The effect of epidural anaesthesia (0.25% bupivacaine; analgesia below T10–T12 and a 25% reduction in muscle strength) on the BP response to exercise takes place, although regional anaesthesia does not consistently affect plasma concentrations of lactate, free fatty acids, glycerol, catecholamines, growth hormone, ACTH, cortisol, insulin or renin activity (Kjær et al. 1989, 1999). Also, the muscle concentrations of metabolites, including ATP, phosphocreatine and lactate, as well as citrate, malate and fumerate, are unaffected by the block, as is glucose production and disappearance and lactate release from and glucose uptake in the legs. Thus, the muscles maintain metabolic homeostasis during exercise with epidural anaesthesia.
The confounding effect associated with the use of local anaesthetics, namely the drug-induced impact on motor function and the resulting necessary compensatory increase in central motor drive, was recently circumvented in a series of studies using lumbar intrathecal fentanyl (Amann et al. 2010, 2011a,b). Fentanyl is a selective μ-opioid receptor agonist, which blocks the central projection of group III and IV muscle afferents without affecting the force-generating capacity of skeletal muscle (Amann et al. 2009). In other words, fentanyl creates a condition of reduced group III/IV-mediated afferent feedback combined with an unchanged feedforward/central command (Amann et al. 2009). If certain precautions are taken, a direct effect of fentanyl, i.e. activation of medullary opioid receptors secondary to a cephalad migration, on ventilation and circulation can be avoided. However, importantly, this needs to be tested on an individual basis (Amann et al. 2010).
The first of these three studies revealed the importance of continuous group III/IV muscle afferent feedback in the precise regulation of the ventilatory and cardiovascular response during constant-load leg cycling exercise (Amann et al. 2010). In the absence of the central projection of lower limb muscle afferents during cycling exercise, the cardioventilatory response was, compared with placebo conditions, substantially attenuated during various intensities ranging from about 25 to over 90% of the subjects’ maximal oxygen uptake. Specifically, HR and BP were between 6–8 and 8–13%, respectively, lower when the identical exercise was performed with blocked group III/IV muscle afferents. Likewise, minute ventilation was up to 17% lower during exercise with blocked lower limb muscle afferents. These experiments clearly documented the essential contribution of thin fibre muscle afferents to the production of normal exercise hyperpnoea and normal pressor and tachycardiac responses to whole-body human endurance exercise across different intensities (Amann et al. 2010).
The second study then focused on the influence of group III/IV muscle afferents on the regulation of leg blood flow during dynamic single-leg knee-extension exercise across a range of intensities (Amann et al. 2011b). Apart from confirming earlier findings, this study also demonstrated the significant effect of muscle afferents on the regulation of cardiac output. Compared with control exercise, stroke volume and HR were about 13 and 6%, respectively, lower during the exercise with fentanyl blockade, and this resulted in a 19–22% lower cardiac output (Fig. 3). Furthermore, femoral arterial blood flow at identical workloads was about 15% lower with blocked versus intact group III/IV muscle afferents (Fig. 4). This study, based on exercise of only a single leg muscle (and thus a small muscle mass), confirmed the earlier findings obtained during bicycle exercise (i.e. large muscle mass) and emphasized the importance of continuous afferent feedback in regulating the ventilatory and circulatory response during exercise.
Figure 3. Cardiac output, heart rate and stroke volume at rest and during the final minute of single-leg knee-extensor exercise at three submaximal work rates (3 min at each workload).

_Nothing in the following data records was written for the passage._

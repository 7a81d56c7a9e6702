//! 交互组件的状态模型
//!
//! 这里只保存状态与状态转换；DOM 读写在前端 crate 中完成，
//! 每次转换后前端根据模型状态刷新对应元素。

pub mod calendar;
pub mod dropdown;
pub mod menu;
pub mod nav;

pub use calendar::DatePicker;
pub use dropdown::{Dropdown, DropdownItem, DropdownKey};
pub use menu::{MenuPhase, MobileMenu};
pub use nav::{menu_item_state, MenuItemState};

/// 组件生命周期归属
#[derive(Debug, Clone, Copy, PartialEq, Eq)]
pub enum WidgetScope {
    /// 属于外壳，整个会话只创建一次
    Shell,
    /// 属于页面内容，每次导航后销毁并重建
    Page,
}

/// 已挂载的组件实例
pub trait Widget {
    /// 释放监听器与临时 DOM；重复调用无副作用
    fn destroy(&mut self);
}

/// 组件工厂
pub trait WidgetFactory {
    fn name(&self) -> &str;
    fn scope(&self) -> WidgetScope;
    /// 页面上没有对应元素时返回 `None`
    fn create(&self) -> Option<Box<dyn Widget>>;
}
//! 客户端路由
//!
//! 路由器持有路由表、导航状态与前后回调，通过 [`Browser`] 写入 DOM 与历史记录。
//! 导航状态机：
//!
//! - `Idle/Ready → Navigating`：`navigate` / `load_route` / 历史弹出，路径解析到已知路由
//! - `Navigating → Ready`：加载完成、片段写入、`current_path` 更新、后置回调执行
//! - `Navigating → Idle`：前置回调拒绝；历史记录不变
//! - 未知路径或加载失败：记录日志并回退到根路径一次，不写历史记录
//!
//! 并发导航采用"后到者优先"：每次导航领取一个递增代号，
//! 每个挂起点之后若代号已过期，则停止并返回 [`NavigationOutcome::Superseded`]，
//! 不触碰 DOM、历史记录与状态。

use std::cell::{Cell, RefCell};
use std::rc::Rc;

use crate::config::SiteConfig;
use crate::content::ContentPayload;
use crate::error::{SiteError, SiteResult};
use crate::route::{
    html_path_to_route_path, normalize_path, page_identifier, Route, RouteConfig, RouteMatch,
    RouteTable,
};

// =========================================================
// 平台抽象层 (Browser Interface Abstraction)
// =========================================================

/// 路由器对浏览器环境的全部依赖
pub trait Browser {
    /// 当前地址的 pathname
    fn current_path(&self) -> String;
    fn push_history(&self, path: &str);
    fn set_title(&self, title: &str);
    fn set_body_attribute(&self, name: &str, value: &str);
    /// 写入挂载点的 innerHTML；挂载点不存在时返回 `false`
    fn set_region_html(&self, id: &str, html: &str) -> bool;
    fn scroll_to_top(&self);
}

// =========================================================
// 状态与结果
// =========================================================

#[derive(Debug, Clone, Copy, Default, PartialEq, Eq)]
pub enum NavigationPhase {
    #[default]
    Idle,
    Navigating,
    Ready,
}

#[derive(Debug, Clone, Default, PartialEq, Eq)]
pub struct NavigationState {
    pub current_path: Option<String>,
    pub phase: NavigationPhase,
}

/// 传给回调的导航信息
#[derive(Debug, Clone, PartialEq, Eq)]
pub struct NavigationEvent {
    pub to: String,
    pub from: Option<String>,
}

#[derive(Debug, Clone, Copy, PartialEq, Eq)]
pub enum NavigationDecision {
    Proceed,
    Refuse,
}

#[derive(Debug)]
pub enum NavigationOutcome {
    Completed { path: String },
    /// 原路径失败后回退到了根路径
    Redirected { from: String, path: String },
    Refused,
    Superseded,
    Failed(SiteError),
}

impl NavigationOutcome {
    pub fn is_completed(&self) -> bool {
        matches!(
            self,
            NavigationOutcome::Completed { .. } | NavigationOutcome::Redirected { .. }
        )
    }
}

#[async_trait::async_trait(?Send)]
pub trait BeforeNavigate {
    async fn before_navigate(&self, event: &NavigationEvent) -> NavigationDecision;
}

#[async_trait::async_trait(?Send)]
pub trait AfterNavigate {
    async fn after_navigate(&self, event: &NavigationEvent) -> SiteResult<()>;
}

// =========================================================
// 链接拦截
// =========================================================

/// 被点击链接的相关属性
#[derive(Debug, Clone, Default, PartialEq, Eq)]
pub struct LinkTarget {
    pub href: Option<String>,
    pub target: Option<String>,
    pub download: bool,
    /// 按下了 ctrl/meta/shift/alt，或不是主键点击
    pub modified: bool,
}

#[derive(Debug, Clone, PartialEq, Eq)]
pub enum LinkDecision {
    /// 阻止默认行为并导航到该路由路径
    Intercept(String),
    PassThrough,
}

const PASS_THROUGH_PREFIXES: &[&str] = &["#", "http://", "https://", "//", "mailto:", "tel:"];

// =========================================================
// 路由器
// =========================================================

pub struct Router<B: Browser> {
    browser: B,
    config: SiteConfig,
    routes: RefCell<RouteTable>,
    before: RefCell<Vec<Rc<dyn BeforeNavigate>>>,
    after: RefCell<Vec<Rc<dyn AfterNavigate>>>,
    state: RefCell<NavigationState>,
    generation: Cell<u64>,
}

impl<B: Browser> Router<B> {
    pub fn new(browser: B, config: SiteConfig) -> Self {
        Self {
            browser,
            config,
            routes: RefCell::new(RouteTable::new()),
            before: RefCell::new(Vec::new()),
            after: RefCell::new(Vec::new()),
            state: RefCell::new(NavigationState::default()),
            generation: Cell::new(0),
        }
    }

    pub fn browser(&self) -> &B {
        &self.browser
    }

    // --- Registration ---

    pub fn add_route(&self, pattern: &str, config: RouteConfig) -> SiteResult<()> {
        self.routes.borrow_mut().add_route(pattern, config)
    }

    pub fn add_routes<I>(&self, routes: I) -> SiteResult<()>
    where
        I: IntoIterator<Item = (String, RouteConfig)>,
    {
        self.routes.borrow_mut().add_routes(routes)
    }

    pub fn before_navigate(&self, hook: Rc<dyn BeforeNavigate>) {
        self.before.borrow_mut().push(hook);
    }

    pub fn after_navigate(&self, hook: Rc<dyn AfterNavigate>) {
        self.after.borrow_mut().push(hook);
    }

    // --- Accessors ---

    pub fn match_route(&self, path: &str) -> Option<RouteMatch> {
        self.routes.borrow().match_route(path)
    }

    pub fn route_count(&self) -> usize {
        self.routes.borrow().len()
    }

    pub fn current_route(&self) -> Option<String> {
        self.state.borrow().current_path.clone()
    }

    pub fn state(&self) -> NavigationState {
        self.state.borrow().clone()
    }

    pub fn phase(&self) -> NavigationPhase {
        self.state.borrow().phase
    }

    // --- Link interception ---

    pub fn resolve_link(&self, link: &LinkTarget) -> LinkDecision {
        let Some(href) = link.href.as_deref().map(str::trim).filter(|h| !h.is_empty()) else {
            return LinkDecision::PassThrough;
        };

        let new_context = link
            .target
            .as_deref()
            .is_some_and(|t| !t.is_empty() && t != "_self");

        if link.modified
            || link.download
            || new_context
            || PASS_THROUGH_PREFIXES.iter().any(|p| href.starts_with(p))
        {
            return LinkDecision::PassThrough;
        }

        let path = normalize_path(&html_path_to_route_path(href));
        match self.match_route(&path) {
            Some(_) => LinkDecision::Intercept(path),
            None => LinkDecision::PassThrough,
        }
    }

    // --- Navigation ---

    /// 载入当前地址对应的路由
    pub async fn start(&self) -> NavigationOutcome {
        let path = self.browser.current_path();
        tracing::info!(path = %path, routes = self.route_count(), "router starting");
        self.load_route(&path).await
    }

    /// 浏览器前进/后退
    pub async fn handle_pop_state(&self) -> NavigationOutcome {
        let path = self.browser.current_path();
        tracing::debug!(path = %path, "history pop");
        self.load_route(&path).await
    }

    pub async fn navigate(&self, path: &str) -> NavigationOutcome {
        self.navigate_with(path, true).await
    }

    pub async fn navigate_with(&self, path: &str, push_state: bool) -> NavigationOutcome {
        let path = normalize_path(path);

        let ticket = self.begin();
        let Some(matched) = self.match_route(&path) else {
            tracing::error!(path = %path, "route not found");
            let err = SiteError::not_found(format!("Route not found: {}", path))
                .in_op_with("router.navigate", path.as_str());
            return self.fall_back_to_root(&path, err).await;
        };

        let event = NavigationEvent {
            to: path.clone(),
            from: self.current_route(),
        };

        // 先克隆回调列表，回调里可以再注册回调
        let hooks = self.before.borrow().clone();
        for hook in hooks {
            let decision = hook.before_navigate(&event).await;
            if !self.is_current(ticket) {
                return NavigationOutcome::Superseded;
            }
            if decision == NavigationDecision::Refuse {
                let err = SiteError::callback_refusal("Navigation refused by callback")
                    .in_op_with("router.navigate", path.as_str());
                tracing::debug!(path = %path, error = %err, "navigation refused");
                self.state.borrow_mut().phase = NavigationPhase::Idle;
                return NavigationOutcome::Refused;
            }
        }

        if push_state {
            self.browser.push_history(&path);
        }

        self.load_matched(ticket, &path, matched).await
    }

    /// 不执行前置回调、不写历史记录（用于初始路由与历史弹出）
    pub async fn load_route(&self, path: &str) -> NavigationOutcome {
        let path = normalize_path(path);
        let ticket = self.begin();

        match self.match_route(&path) {
            Some(matched) => self.load_matched(ticket, &path, matched).await,
            None => {
                tracing::error!(path = %path, "route not found");
                let err = SiteError::not_found(format!("Route not found: {}", path))
                    .in_op_with("router.load", path.as_str());
                self.fall_back_to_root(&path, err).await
            }
        }
    }

    /// 清空路由、回调与状态，并使进行中的导航失效；可重复调用
    pub fn destroy(&self) {
        self.routes.borrow_mut().clear();
        self.before.borrow_mut().clear();
        self.after.borrow_mut().clear();
        *self.state.borrow_mut() = NavigationState::default();
        self.generation.set(self.generation.get() + 1);
        tracing::debug!("router destroyed");
    }

    // --- Internals ---

    fn begin(&self) -> u64 {
        let ticket = self.generation.get() + 1;
        self.generation.set(ticket);
        self.state.borrow_mut().phase = NavigationPhase::Navigating;
        ticket
    }

    fn is_current(&self, ticket: u64) -> bool {
        self.generation.get() == ticket
    }

    async fn load_matched(&self, ticket: u64, path: &str, matched: RouteMatch) -> NavigationOutcome {
        let RouteMatch { route, params } = matched;
        let result = route.loader.load(&params).await;

        if !self.is_current(ticket) {
            tracing::debug!(path = %path, "navigation superseded");
            return NavigationOutcome::Superseded;
        }

        match result {
            Ok(payload) => self.commit(ticket, path, &route, payload).await,
            Err(err) => {
                let err = err.in_op_with("router.load", path);
                tracing::error!(path = %path, error = %err, "error loading route");
                self.fall_back_to_root(path, err).await
            }
        }
    }

    /// 回退到根路径一次；根路径自身失败时直接返回失败
    async fn fall_back_to_root(&self, failed_path: &str, err: SiteError) -> NavigationOutcome {
        if failed_path == "/" {
            self.state.borrow_mut().phase = NavigationPhase::Idle;
            return NavigationOutcome::Failed(err);
        }

        match Box::pin(self.navigate_with("/", false)).await {
            NavigationOutcome::Completed { path } => NavigationOutcome::Redirected {
                from: failed_path.to_string(),
                path,
            },
            NavigationOutcome::Redirected { path, .. } => NavigationOutcome::Redirected {
                from: failed_path.to_string(),
                path,
            },
            NavigationOutcome::Failed(root_err) => {
                self.state.borrow_mut().phase = NavigationPhase::Idle;
                NavigationOutcome::Failed(root_err)
            }
            other => other,
        }
    }

    async fn commit(
        &self,
        ticket: u64,
        path: &str,
        route: &Route,
        payload: ContentPayload,
    ) -> NavigationOutcome {
        if route.title.is_empty() {
            self.browser.set_title(&self.config.site_title);
        } else {
            self.browser.set_title(&route.title);
        }
        self.browser
            .set_body_attribute(&self.config.page_attribute, &page_identifier(path));

        if let Some(header) = &payload.header_content {
            if !self.browser.set_region_html(&self.config.header_region_id, header) {
                tracing::warn!(id = %self.config.header_region_id, "header content area not found");
            }
        }
        if let Some(body) = &payload.body_content {
            if !self.browser.set_region_html(&self.config.content_region_id, body) {
                tracing::error!(id = %self.config.content_region_id, "main content area not found");
            }
        }

        let previous = self
            .state
            .borrow_mut()
            .current_path
            .replace(path.to_string());
        tracing::info!(path = %path, route = %route.name, "navigation completed");

        let event = NavigationEvent {
            to: path.to_string(),
            from: previous,
        };
        let hooks = self.after.borrow().clone();
        for hook in hooks {
            if let Err(err) = hook.after_navigate(&event).await {
                tracing::error!(path = %path, error = %err, "after-navigation callback failed");
            }
        }
        // 回调期间可能已开始新的导航
        if self.is_current(ticket) {
            self.state.borrow_mut().phase = NavigationPhase::Ready;
        }

        self.browser.scroll_to_top();

        NavigationOutcome::Completed {
            path: path.to_string(),
        }
    }
}

#[cfg(test)]
mod tests;
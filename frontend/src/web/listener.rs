//! 事件监听器封装
//!
//! 封装 `addEventListener`。当 `EventListener` 被 drop 时，自动移除监听器。

use wasm_bindgen::prelude::*;
use web_sys::{Event, EventTarget};

pub struct EventListener {
    target: EventTarget,
    event: &'static str,
    closure: Closure<dyn FnMut(Event)>,
}

impl EventListener {
    /// 注册监听器；注册失败时返回 `None`
    pub fn new<F>(target: &EventTarget, event: &'static str, callback: F) -> Option<Self>
    where
        F: FnMut(Event) + 'static,
    {
        let closure = Closure::<dyn FnMut(Event)>::new(callback);
        if let Err(e) =
            target.add_event_listener_with_callback(event, closure.as_ref().unchecked_ref())
        {
            tracing::warn!(event, error = ?e, "addEventListener failed");
            return None;
        }

        Some(Self {
            target: target.clone(),
            event,
            closure,
        })
    }
}

impl Drop for EventListener {
    fn drop(&mut self) {
        let _ = self
            .target
            .remove_event_listener_with_callback(self.event, self.closure.as_ref().unchecked_ref());
    }
}

/// 收集监听器，忽略注册失败的
#[derive(Default)]
pub struct Listeners(Vec<EventListener>);

impl Listeners {
    pub fn new() -> Self {
        Self::default()
    }

    pub fn add<F>(&mut self, target: &EventTarget, event: &'static str, callback: F)
    where
        F: FnMut(Event) + 'static,
    {
        if let Some(listener) = EventListener::new(target, event, callback) {
            self.0.push(listener);
        }
    }

    /// 移除全部监听器
    pub fn clear(&mut self) {
        self.0.clear();
    }

    pub fn len(&self) -> usize {
        self.0.len()
    }
}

The exercise was either performed in control conditions (control) or while group III/IV muscle afferent feedback was temporarily blocked via lumbar intrathecal fentanyl. The P values indicate the overall main effect of fentanyl. *P < 0.05 versus control. †P < 0.05 versus 15 W. n = 9. From Amann et al. (2011b).
Figure 4. Femoral blood flow (A), leg mean arterial (B) and venous pressure (C) and leg vascular conductance (D) at rest and during the final minute of single-leg knee-extensor exercise at three submaximal work rates (3 min at each workload).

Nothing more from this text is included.